Collected data entries
- Opening Delimiter -

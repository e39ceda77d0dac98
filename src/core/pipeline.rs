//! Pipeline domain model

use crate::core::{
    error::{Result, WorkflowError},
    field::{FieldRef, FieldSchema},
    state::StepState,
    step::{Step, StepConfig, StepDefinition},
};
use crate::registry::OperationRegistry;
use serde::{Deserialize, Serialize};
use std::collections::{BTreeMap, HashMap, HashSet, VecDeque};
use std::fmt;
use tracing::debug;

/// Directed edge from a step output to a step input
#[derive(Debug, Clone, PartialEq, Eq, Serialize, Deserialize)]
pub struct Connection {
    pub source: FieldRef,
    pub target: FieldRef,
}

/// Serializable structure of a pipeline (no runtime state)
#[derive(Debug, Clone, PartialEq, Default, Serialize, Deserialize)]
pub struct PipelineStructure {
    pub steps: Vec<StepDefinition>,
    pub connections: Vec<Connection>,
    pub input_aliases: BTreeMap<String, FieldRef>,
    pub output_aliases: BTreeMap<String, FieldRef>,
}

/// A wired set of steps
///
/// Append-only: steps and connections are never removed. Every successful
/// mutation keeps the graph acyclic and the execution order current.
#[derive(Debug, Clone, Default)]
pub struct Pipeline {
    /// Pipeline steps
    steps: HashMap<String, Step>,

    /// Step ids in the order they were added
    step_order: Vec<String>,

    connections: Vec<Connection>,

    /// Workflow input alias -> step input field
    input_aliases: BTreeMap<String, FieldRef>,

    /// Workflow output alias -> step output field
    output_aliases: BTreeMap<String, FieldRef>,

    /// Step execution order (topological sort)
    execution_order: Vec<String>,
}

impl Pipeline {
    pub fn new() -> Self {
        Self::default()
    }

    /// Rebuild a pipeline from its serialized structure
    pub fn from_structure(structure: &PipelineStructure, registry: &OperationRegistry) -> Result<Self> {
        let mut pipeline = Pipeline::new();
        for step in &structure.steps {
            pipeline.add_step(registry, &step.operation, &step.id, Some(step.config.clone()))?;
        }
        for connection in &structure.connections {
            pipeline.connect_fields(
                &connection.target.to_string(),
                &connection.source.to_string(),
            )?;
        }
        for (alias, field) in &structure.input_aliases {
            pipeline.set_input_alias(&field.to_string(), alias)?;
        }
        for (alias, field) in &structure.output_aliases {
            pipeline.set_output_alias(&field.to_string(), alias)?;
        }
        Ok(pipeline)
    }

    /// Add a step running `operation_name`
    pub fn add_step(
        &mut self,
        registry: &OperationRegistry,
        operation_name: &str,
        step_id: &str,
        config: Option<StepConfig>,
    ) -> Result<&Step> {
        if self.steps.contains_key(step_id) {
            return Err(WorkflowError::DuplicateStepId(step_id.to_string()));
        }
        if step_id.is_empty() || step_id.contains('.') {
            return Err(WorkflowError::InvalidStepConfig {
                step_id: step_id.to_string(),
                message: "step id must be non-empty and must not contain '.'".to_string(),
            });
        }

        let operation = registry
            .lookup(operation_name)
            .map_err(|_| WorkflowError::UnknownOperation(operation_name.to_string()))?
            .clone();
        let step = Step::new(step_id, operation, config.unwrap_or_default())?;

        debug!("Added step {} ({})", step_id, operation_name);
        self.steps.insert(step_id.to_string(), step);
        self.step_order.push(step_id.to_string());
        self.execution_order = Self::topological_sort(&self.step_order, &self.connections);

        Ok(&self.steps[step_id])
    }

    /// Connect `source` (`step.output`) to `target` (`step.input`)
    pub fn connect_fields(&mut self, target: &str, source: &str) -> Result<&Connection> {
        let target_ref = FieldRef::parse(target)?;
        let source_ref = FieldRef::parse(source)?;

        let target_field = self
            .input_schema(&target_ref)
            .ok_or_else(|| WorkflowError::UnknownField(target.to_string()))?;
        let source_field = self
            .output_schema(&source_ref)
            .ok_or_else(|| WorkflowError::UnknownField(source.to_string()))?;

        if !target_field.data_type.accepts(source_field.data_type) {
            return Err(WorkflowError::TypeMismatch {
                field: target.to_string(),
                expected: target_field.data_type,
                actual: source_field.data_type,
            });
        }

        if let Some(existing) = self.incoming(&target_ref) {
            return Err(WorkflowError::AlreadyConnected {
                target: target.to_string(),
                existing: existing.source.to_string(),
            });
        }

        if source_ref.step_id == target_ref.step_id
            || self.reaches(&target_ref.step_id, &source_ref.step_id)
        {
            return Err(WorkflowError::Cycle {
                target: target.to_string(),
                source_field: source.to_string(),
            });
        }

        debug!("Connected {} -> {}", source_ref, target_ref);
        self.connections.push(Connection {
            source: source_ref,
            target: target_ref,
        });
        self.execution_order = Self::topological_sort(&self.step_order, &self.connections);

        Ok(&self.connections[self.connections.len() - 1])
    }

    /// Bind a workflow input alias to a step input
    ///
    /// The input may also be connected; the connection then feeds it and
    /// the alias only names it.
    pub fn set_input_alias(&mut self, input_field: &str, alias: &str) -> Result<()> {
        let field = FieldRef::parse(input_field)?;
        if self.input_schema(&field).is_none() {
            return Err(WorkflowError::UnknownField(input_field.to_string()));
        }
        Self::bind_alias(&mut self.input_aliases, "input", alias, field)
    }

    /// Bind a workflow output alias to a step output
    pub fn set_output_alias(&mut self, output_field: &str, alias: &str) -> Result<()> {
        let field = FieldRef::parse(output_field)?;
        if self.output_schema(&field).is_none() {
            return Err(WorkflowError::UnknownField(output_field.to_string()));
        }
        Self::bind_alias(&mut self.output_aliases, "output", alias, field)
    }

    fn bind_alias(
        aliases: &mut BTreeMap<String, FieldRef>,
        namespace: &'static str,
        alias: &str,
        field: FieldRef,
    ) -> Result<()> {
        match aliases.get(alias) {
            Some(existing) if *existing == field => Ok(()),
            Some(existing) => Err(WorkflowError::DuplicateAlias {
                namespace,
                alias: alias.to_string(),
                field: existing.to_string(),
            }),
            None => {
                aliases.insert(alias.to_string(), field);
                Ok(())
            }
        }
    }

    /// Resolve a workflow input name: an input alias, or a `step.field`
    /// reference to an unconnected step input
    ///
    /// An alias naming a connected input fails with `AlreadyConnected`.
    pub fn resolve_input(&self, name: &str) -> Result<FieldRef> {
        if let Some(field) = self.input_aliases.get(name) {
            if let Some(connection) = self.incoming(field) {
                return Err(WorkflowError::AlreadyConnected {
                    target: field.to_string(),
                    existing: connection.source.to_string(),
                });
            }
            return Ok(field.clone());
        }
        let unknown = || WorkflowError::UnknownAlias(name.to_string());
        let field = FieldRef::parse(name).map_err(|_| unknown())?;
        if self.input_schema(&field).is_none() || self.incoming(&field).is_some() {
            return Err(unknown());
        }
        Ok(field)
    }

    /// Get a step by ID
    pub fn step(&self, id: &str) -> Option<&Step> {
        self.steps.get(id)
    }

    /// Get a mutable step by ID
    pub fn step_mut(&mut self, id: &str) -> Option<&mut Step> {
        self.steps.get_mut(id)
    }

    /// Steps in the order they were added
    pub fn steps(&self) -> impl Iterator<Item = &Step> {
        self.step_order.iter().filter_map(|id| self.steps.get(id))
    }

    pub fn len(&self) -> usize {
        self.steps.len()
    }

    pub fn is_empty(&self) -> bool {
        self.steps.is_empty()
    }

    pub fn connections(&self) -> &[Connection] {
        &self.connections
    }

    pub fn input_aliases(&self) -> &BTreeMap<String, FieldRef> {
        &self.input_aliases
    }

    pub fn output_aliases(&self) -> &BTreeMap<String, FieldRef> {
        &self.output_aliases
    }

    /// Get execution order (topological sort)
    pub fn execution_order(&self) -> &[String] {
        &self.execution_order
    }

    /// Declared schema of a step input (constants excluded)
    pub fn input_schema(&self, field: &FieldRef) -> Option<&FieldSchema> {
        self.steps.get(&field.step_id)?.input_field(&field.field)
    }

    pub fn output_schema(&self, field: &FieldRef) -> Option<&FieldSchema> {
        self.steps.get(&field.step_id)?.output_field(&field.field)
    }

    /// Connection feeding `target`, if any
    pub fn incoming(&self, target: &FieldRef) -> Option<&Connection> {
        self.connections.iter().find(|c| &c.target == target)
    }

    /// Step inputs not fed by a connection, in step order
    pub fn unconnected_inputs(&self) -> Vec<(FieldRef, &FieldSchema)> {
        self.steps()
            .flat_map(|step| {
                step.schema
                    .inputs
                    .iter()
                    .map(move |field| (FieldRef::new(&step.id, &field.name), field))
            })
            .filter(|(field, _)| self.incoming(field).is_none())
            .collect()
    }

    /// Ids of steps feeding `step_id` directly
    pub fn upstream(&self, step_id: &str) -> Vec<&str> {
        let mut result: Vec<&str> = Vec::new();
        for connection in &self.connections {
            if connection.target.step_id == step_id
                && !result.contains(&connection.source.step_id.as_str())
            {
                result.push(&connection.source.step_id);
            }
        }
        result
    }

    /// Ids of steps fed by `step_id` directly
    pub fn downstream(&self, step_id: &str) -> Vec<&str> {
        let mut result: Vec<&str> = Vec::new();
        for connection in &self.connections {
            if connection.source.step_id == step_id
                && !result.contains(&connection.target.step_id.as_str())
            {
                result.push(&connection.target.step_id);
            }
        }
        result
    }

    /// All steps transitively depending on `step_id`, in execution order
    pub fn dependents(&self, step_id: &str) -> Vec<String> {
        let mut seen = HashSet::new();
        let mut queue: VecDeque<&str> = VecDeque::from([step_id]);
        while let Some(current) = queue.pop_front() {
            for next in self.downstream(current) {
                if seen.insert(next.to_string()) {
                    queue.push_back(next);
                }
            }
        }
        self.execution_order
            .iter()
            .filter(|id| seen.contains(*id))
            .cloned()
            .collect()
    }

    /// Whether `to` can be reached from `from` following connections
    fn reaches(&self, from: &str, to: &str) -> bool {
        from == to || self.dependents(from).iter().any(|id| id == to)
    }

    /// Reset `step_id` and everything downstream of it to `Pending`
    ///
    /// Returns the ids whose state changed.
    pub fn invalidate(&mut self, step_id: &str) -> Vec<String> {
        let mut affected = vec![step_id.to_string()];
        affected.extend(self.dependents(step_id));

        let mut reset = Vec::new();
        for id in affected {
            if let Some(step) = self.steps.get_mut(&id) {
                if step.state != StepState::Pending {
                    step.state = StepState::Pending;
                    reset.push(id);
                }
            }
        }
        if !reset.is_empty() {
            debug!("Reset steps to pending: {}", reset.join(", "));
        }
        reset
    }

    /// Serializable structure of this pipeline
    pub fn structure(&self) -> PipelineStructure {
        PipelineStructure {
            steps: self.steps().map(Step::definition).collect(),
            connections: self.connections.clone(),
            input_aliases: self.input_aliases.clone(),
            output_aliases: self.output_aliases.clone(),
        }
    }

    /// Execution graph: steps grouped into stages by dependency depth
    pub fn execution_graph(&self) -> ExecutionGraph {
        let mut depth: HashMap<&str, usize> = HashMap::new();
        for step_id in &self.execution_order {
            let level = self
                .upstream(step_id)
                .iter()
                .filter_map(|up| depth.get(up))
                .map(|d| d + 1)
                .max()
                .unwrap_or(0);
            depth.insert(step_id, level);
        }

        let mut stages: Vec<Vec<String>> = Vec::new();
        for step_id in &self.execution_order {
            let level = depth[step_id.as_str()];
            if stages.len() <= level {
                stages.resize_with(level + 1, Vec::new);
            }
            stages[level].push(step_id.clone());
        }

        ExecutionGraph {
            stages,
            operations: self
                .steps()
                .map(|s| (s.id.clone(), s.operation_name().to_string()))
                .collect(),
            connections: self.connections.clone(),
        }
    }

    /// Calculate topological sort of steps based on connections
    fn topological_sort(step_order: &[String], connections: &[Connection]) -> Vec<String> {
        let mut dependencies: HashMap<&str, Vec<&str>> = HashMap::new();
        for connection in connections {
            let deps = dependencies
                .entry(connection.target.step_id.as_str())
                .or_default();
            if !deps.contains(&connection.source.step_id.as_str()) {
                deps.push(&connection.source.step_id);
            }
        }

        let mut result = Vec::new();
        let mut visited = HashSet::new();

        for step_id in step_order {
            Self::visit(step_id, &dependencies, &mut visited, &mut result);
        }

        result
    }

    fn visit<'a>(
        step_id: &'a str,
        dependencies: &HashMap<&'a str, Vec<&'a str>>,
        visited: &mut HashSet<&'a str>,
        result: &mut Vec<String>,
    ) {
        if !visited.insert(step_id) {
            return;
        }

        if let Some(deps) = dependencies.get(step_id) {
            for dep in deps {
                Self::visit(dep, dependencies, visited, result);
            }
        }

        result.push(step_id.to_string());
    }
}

- Closing Delimiter -

▸ **ABOUT THIS EXERCISE**: The lines above, starting at the one with "pub fn incoming(&self, target: &FieldRef)" and ending at the one with "result.push(&connection.source.step_id);", are the only ones to return, exactly as written.

▸ **TASK ANSWER**:
    pub fn incoming(&self, target: &FieldRef) -> Option<&Connection> {
        self.connections.iter().find(|c| &c.target == target)
    }

    /// Step inputs not fed by a connection, in step order
    pub fn unconnected_inputs(&self) -> Vec<(FieldRef, &FieldSchema)> {
        self.steps()
            .flat_map(|step| {
                step.schema
                    .inputs
                    .iter()
                    .map(move |field| (FieldRef::new(&step.id, &field.name), field))
            })
            .filter(|(field, _)| self.incoming(field).is_none())
            .collect()
    }

    /// Ids of steps feeding `step_id` directly
    pub fn upstream(&self, step_id: &str) -> Vec<&str> {
        let mut result: Vec<&str> = Vec::new();
        for connection in &self.connections {
            if connection.target.step_id == step_id
                && !result.contains(&connection.source.step_id.as_str())
            {
                result.push(&connection.source.step_id);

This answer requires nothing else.